DATA EXTRACT: Begin

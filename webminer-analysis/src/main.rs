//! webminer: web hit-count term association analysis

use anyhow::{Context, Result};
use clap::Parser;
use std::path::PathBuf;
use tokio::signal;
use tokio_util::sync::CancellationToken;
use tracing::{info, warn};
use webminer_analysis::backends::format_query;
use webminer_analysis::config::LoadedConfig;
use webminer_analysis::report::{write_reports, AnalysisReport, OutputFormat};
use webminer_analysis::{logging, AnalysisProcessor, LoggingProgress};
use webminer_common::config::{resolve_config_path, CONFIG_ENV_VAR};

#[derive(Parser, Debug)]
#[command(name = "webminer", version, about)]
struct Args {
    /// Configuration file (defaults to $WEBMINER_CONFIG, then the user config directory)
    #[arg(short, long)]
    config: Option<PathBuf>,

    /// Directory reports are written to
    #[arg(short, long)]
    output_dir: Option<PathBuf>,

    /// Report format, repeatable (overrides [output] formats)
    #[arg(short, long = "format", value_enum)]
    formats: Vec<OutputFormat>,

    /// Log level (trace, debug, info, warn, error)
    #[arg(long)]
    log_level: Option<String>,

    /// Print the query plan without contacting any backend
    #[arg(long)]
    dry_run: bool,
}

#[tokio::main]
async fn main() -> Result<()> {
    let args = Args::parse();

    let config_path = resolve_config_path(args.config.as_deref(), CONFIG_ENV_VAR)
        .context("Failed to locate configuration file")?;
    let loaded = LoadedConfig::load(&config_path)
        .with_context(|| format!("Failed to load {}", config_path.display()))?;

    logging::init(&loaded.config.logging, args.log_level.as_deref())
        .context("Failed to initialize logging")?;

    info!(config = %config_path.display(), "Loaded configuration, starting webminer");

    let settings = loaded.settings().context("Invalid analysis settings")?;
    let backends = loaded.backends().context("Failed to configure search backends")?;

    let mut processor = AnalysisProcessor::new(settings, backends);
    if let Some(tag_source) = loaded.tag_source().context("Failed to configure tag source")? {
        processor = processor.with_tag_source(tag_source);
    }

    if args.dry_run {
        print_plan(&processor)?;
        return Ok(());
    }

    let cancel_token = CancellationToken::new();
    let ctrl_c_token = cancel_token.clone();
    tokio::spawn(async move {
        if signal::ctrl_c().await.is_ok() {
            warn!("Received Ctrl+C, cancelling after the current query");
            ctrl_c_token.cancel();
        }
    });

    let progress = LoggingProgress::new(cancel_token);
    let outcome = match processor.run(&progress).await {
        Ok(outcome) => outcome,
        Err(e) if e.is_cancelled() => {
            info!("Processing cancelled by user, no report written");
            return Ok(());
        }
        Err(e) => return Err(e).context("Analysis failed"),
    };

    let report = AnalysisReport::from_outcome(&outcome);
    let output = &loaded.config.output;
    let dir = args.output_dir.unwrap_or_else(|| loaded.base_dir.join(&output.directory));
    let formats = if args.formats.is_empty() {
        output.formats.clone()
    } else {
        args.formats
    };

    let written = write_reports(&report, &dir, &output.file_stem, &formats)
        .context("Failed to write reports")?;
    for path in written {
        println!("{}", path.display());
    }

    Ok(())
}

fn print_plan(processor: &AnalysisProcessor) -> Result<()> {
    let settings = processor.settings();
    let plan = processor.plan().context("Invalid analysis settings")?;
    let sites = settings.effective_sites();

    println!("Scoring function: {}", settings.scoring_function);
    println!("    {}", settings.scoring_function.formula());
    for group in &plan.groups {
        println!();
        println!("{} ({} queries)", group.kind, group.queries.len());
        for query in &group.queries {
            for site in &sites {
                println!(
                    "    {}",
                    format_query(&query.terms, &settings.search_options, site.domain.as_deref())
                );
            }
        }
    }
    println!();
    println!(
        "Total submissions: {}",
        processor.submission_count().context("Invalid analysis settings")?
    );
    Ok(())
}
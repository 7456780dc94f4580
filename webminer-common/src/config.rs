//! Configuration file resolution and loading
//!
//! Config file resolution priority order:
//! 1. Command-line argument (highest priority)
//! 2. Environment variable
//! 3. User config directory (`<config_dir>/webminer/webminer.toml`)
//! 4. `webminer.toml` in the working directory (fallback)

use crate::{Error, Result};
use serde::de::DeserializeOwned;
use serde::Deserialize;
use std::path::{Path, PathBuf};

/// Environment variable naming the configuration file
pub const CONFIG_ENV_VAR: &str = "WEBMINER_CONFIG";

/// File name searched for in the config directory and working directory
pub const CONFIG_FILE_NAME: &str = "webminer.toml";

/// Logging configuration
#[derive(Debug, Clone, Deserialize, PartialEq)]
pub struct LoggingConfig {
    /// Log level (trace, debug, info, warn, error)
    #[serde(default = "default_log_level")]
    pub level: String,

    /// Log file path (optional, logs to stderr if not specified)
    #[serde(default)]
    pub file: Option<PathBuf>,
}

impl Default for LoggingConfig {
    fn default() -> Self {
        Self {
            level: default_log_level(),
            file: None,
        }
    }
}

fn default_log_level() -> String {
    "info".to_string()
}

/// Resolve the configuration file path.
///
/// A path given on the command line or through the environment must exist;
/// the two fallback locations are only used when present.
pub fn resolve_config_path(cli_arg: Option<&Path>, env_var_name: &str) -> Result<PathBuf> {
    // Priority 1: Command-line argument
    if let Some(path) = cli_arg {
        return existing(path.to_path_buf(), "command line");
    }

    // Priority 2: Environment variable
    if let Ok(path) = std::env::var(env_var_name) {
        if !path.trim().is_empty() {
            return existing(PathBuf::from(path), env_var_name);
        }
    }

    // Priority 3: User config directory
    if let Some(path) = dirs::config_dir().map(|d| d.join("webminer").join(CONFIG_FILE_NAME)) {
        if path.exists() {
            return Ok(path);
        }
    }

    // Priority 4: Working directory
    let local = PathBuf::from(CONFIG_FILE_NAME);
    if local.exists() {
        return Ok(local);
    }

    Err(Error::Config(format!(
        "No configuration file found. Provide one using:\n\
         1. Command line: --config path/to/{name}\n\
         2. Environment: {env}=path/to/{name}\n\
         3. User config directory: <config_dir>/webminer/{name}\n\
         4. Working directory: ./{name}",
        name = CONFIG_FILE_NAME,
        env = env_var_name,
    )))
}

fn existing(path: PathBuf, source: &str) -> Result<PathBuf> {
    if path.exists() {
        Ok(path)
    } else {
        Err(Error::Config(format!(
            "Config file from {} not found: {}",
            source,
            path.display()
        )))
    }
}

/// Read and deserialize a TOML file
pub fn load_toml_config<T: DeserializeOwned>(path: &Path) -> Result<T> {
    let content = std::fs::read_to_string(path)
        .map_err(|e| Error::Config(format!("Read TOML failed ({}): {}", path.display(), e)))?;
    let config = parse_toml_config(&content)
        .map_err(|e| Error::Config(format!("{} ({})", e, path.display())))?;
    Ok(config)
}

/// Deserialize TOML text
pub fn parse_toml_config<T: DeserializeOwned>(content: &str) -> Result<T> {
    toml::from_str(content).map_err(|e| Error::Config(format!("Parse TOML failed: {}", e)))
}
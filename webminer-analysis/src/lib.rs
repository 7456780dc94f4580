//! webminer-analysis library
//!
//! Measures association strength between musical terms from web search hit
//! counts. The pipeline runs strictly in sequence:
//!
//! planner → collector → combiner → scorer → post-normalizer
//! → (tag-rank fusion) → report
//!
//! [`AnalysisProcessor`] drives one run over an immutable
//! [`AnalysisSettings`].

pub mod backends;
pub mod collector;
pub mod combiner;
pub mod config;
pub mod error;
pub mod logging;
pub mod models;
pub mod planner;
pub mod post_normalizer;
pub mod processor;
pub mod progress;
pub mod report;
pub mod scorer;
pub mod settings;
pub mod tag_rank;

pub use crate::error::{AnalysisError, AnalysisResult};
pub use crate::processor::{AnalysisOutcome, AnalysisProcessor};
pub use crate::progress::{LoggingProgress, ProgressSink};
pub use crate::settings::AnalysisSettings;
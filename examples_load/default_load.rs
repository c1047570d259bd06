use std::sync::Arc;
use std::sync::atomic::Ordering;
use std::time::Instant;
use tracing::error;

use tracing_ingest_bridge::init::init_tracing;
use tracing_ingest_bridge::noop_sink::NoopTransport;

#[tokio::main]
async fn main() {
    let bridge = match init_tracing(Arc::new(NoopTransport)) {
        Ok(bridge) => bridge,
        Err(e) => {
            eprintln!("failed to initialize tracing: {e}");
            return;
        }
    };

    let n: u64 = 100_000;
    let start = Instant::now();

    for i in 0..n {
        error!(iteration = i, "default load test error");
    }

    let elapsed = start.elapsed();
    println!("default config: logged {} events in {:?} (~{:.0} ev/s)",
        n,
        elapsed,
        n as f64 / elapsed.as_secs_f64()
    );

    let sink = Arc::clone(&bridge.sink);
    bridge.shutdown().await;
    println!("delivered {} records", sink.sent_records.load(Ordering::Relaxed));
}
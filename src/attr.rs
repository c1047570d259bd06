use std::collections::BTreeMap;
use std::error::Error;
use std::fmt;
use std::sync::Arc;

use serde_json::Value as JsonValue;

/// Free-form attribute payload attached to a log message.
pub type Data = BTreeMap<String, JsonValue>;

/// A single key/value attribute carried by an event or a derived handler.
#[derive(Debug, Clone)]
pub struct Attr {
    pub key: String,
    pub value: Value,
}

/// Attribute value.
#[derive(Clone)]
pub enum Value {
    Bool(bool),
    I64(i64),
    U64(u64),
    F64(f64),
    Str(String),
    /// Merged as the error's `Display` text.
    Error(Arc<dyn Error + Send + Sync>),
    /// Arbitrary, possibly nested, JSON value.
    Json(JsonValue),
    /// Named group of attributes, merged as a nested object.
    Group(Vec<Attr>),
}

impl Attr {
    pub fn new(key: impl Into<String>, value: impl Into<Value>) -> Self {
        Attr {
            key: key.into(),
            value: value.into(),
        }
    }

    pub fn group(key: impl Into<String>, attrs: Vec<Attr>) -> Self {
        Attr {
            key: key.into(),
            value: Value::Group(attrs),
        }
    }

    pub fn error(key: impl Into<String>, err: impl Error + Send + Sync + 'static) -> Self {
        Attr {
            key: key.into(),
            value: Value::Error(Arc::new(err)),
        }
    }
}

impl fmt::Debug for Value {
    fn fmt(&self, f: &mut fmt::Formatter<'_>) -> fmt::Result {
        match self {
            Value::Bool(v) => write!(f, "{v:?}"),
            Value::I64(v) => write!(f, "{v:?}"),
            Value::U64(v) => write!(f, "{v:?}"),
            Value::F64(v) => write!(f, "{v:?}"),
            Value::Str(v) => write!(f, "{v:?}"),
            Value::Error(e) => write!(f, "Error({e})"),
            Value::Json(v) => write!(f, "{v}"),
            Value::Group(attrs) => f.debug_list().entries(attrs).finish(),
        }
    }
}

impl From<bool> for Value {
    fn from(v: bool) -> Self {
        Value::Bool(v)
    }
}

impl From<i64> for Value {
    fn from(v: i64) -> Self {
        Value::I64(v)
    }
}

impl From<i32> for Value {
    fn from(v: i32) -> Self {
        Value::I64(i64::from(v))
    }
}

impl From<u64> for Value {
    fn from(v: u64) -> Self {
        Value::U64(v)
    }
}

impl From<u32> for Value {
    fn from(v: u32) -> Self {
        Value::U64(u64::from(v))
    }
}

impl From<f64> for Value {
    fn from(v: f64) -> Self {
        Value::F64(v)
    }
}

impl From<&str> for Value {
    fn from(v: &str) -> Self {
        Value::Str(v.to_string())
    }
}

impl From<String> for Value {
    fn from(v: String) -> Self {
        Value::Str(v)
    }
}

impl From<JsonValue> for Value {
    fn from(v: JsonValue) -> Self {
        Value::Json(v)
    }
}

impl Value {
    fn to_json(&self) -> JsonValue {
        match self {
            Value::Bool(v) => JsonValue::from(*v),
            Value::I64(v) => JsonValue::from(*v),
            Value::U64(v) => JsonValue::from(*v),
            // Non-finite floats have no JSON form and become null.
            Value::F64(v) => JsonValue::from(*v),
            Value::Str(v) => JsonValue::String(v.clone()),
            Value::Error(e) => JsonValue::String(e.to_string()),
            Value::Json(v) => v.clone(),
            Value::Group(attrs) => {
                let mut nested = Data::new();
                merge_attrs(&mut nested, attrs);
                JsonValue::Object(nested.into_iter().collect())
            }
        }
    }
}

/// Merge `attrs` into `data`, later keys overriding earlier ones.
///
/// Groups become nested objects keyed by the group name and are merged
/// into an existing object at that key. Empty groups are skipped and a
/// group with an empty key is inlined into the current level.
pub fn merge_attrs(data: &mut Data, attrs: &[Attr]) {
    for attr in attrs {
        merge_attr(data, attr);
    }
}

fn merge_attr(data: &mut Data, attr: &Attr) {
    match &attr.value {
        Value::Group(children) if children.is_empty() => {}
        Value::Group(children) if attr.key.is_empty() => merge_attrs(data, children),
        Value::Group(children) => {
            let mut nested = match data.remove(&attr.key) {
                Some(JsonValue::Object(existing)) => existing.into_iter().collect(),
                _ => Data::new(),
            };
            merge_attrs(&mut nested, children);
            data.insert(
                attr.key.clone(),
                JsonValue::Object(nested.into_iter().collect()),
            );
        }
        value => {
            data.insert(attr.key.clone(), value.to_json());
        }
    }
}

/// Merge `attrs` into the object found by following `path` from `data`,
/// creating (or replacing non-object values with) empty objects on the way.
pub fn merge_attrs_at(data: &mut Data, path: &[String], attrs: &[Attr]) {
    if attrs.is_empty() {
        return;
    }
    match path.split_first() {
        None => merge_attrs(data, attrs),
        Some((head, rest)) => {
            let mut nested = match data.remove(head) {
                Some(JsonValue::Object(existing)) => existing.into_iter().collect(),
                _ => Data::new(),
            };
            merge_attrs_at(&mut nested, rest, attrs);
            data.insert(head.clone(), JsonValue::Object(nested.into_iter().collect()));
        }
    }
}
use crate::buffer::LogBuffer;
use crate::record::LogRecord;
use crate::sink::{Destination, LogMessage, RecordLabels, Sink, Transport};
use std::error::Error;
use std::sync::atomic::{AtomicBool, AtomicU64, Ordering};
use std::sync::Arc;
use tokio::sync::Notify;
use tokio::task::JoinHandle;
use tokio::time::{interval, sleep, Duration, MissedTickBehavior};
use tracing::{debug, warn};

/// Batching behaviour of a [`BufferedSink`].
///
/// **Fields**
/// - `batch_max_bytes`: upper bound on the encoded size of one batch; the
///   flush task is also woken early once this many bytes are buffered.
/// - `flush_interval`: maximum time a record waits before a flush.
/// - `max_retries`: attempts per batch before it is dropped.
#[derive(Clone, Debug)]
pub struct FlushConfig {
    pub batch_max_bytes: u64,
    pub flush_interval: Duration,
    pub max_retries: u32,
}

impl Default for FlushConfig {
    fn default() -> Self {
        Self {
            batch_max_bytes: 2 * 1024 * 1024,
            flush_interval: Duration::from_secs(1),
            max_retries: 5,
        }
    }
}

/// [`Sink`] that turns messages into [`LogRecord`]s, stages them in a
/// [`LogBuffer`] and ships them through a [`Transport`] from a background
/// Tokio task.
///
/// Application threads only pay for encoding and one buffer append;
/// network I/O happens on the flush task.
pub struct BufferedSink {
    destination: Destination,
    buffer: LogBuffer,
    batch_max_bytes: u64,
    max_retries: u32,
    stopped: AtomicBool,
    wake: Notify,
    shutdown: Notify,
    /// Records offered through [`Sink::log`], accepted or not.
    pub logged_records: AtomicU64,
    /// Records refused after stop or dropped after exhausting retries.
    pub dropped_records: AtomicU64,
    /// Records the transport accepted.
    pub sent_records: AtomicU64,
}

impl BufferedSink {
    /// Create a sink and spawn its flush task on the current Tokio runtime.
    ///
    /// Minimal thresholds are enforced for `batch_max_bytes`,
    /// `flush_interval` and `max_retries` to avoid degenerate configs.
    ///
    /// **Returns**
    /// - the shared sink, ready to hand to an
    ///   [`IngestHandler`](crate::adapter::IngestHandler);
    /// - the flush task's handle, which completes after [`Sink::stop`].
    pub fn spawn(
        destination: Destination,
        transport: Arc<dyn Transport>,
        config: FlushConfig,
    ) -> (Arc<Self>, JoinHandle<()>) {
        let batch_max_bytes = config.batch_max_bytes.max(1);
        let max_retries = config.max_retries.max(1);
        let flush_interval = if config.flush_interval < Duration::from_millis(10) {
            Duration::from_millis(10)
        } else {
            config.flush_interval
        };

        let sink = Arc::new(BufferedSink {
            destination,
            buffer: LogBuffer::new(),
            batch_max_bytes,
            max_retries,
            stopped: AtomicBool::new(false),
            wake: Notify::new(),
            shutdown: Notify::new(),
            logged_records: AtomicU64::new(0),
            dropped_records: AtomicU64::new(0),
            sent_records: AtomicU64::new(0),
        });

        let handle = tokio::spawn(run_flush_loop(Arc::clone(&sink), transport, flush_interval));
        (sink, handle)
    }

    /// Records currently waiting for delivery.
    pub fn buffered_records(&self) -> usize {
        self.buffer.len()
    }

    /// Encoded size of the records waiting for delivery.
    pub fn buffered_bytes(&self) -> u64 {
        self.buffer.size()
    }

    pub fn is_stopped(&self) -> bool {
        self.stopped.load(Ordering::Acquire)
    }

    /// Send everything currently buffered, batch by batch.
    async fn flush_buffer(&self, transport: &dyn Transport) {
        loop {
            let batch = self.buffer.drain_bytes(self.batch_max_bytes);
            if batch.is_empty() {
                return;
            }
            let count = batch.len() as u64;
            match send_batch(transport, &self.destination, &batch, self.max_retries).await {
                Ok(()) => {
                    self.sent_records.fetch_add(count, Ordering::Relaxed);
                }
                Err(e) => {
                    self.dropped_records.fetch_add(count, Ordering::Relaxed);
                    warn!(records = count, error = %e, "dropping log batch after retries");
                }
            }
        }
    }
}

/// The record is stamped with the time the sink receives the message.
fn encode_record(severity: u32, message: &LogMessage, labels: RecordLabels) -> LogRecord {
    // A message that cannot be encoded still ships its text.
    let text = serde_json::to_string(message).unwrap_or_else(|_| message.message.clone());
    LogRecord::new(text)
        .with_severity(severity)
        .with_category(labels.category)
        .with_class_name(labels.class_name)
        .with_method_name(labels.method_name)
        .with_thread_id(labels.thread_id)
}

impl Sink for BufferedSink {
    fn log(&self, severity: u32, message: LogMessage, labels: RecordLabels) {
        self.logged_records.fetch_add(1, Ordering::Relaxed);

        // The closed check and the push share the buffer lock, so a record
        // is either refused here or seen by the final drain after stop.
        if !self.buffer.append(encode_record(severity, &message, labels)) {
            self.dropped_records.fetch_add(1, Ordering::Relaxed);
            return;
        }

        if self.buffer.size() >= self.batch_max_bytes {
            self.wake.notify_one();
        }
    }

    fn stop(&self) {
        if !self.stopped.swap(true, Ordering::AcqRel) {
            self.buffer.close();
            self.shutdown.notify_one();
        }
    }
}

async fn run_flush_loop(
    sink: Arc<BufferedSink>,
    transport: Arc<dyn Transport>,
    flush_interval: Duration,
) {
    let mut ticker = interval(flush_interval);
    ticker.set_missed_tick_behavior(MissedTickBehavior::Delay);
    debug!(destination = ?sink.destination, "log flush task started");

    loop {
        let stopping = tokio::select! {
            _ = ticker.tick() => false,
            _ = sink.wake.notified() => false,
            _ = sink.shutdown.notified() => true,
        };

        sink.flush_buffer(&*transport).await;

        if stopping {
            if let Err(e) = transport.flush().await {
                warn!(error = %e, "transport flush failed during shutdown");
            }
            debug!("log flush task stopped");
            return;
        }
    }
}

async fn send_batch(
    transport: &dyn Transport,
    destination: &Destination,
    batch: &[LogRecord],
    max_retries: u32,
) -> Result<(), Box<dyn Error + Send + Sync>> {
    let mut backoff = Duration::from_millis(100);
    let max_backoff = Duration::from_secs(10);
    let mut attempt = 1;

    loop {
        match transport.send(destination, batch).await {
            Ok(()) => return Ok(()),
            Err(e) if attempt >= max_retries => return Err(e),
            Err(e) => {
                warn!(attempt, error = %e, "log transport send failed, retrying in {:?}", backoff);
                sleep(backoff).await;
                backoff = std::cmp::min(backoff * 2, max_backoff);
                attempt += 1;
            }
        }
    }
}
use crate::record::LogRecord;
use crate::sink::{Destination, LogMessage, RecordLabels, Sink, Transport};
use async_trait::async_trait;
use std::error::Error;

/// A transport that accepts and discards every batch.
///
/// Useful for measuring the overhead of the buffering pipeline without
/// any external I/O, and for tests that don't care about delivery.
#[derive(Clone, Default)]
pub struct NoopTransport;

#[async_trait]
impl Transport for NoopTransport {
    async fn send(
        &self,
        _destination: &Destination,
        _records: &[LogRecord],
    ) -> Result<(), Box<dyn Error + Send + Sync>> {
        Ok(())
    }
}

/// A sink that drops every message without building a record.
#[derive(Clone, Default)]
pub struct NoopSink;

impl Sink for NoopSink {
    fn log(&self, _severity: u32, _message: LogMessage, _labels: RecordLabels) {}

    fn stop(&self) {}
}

DATA EXTRACT: End

Only a number is wanted here: the count of lines in the listing above holding the string "BufferedSink".

◆ FINAL ANSWER
6